Microsoft has developed several tools that ease the SDL process and help prevent security flaws from being exploited:
- Attack Surface Analyzer 1.0
- Microsoft Threat Modeling Tool 2016
- MiniFuzz basic file fuzzing tool
- Regular expression file fuzzing tool
For more information, visit Microsoft’s official page.
One question remains, though…
Why Does Windows Have So Many Vulnerabilities?
There is one easy and quite obvious answer: Windows is probably the most widely used operating system. Being popular has its downside. Even the believed-to-be-invincible Mac has become prone to ransomware attacks.
Overall, Microsoft continues to release software that has lots of security flaws, which have not been predicted by the developers. The KB patches are full of security fixes that address the unforeseen vulnerabilities (described in this article). An example of a bad security practice is Windows XP’s autorun feature that would run anything within the autorun.ini file from external drives. Of course, newer versions of Windows are continuously improved.

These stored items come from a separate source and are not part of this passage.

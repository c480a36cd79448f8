//! Svalin Transpiler
//!
//! A multi-stage compilation pipeline that rewrites quantum circuits
//! for hardware targets: layout selection, swap routing against a
//! coupling graph, basis translation, gate optimization, and
//! duration-aware scheduling.
//!
//! The public surface is [`transpile`] / [`transpile_batch`] driven by
//! [`TranspileOptions`]; the pieces underneath (passes, the pass
//! manager, presets) are exported for callers that assemble their own
//! pipelines.
//!
//! # Example
//!
//! ```rust
//! use svalin_ir::Circuit;
//! use svalin_transpile::{
//!     transpile, CouplingMap, CouplingSpec, TranspileOptions,
//! };
//!
//! let circuit = Circuit::ghz(4).unwrap();
//! let options = TranspileOptions {
//!     basis_gates: Some(vec!["rz".into(), "sx".into(), "x".into(), "cx".into()]),
//!     coupling_map: Some(CouplingSpec::Explicit(CouplingMap::linear(4))),
//!     optimization_level: Some(2),
//!     seed: Some(42),
//!     ..Default::default()
//! };
//! let compiled = transpile(circuit, &options).unwrap();
//! assert!(compiled.num_ops() > 0);
//! ```

pub mod config;
pub mod coupling;
pub mod dispatch;
pub mod durations;
pub mod error;
pub mod layout;
pub mod manager;
pub mod pass;
pub mod passes;
pub mod preset;
pub mod property;
pub mod resolver;
pub mod target;
mod transpile;

pub use config::{
    CircuitConfig, CouplingSpec, DurationsSpec, LayoutSpec, OutputName, SharedConfig,
    TranspileOptions,
};
pub use coupling::CouplingMap;
pub use dispatch::{DispatchContext, Parallelism};
pub use durations::InstructionDurations;
pub use error::{TranspileError, TranspileResult};
pub use layout::Layout;
pub use manager::{PassCallback, PassEvent, PassManager, Stage};
pub use pass::{Pass, PassKind};
pub use preset::{preset_pass_manager, PassManagerConfig};
pub use property::PropertySet;
pub use resolver::resolve;
pub use target::{Target, TargetView, TimingConstraints};
pub use transpile::{transpile, transpile_batch, transpile_batch_with};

And let’s not forget that attacks happen because there are too many vulnerable (not regularly patched, not supported by MS anymore, or worse, pirated) versions of Windows out in the wild. That, and the fact that many people, including employees in various business sectors, know little about threat prevention and lack sufficient knowledge in the current threat landscape.
So, in a nutshell, employ a powerful anti-malware, an external firewall, spam filters, and keep all of your software up-to-date at all times. And pray you don’t become a victim to vulnerability exploits.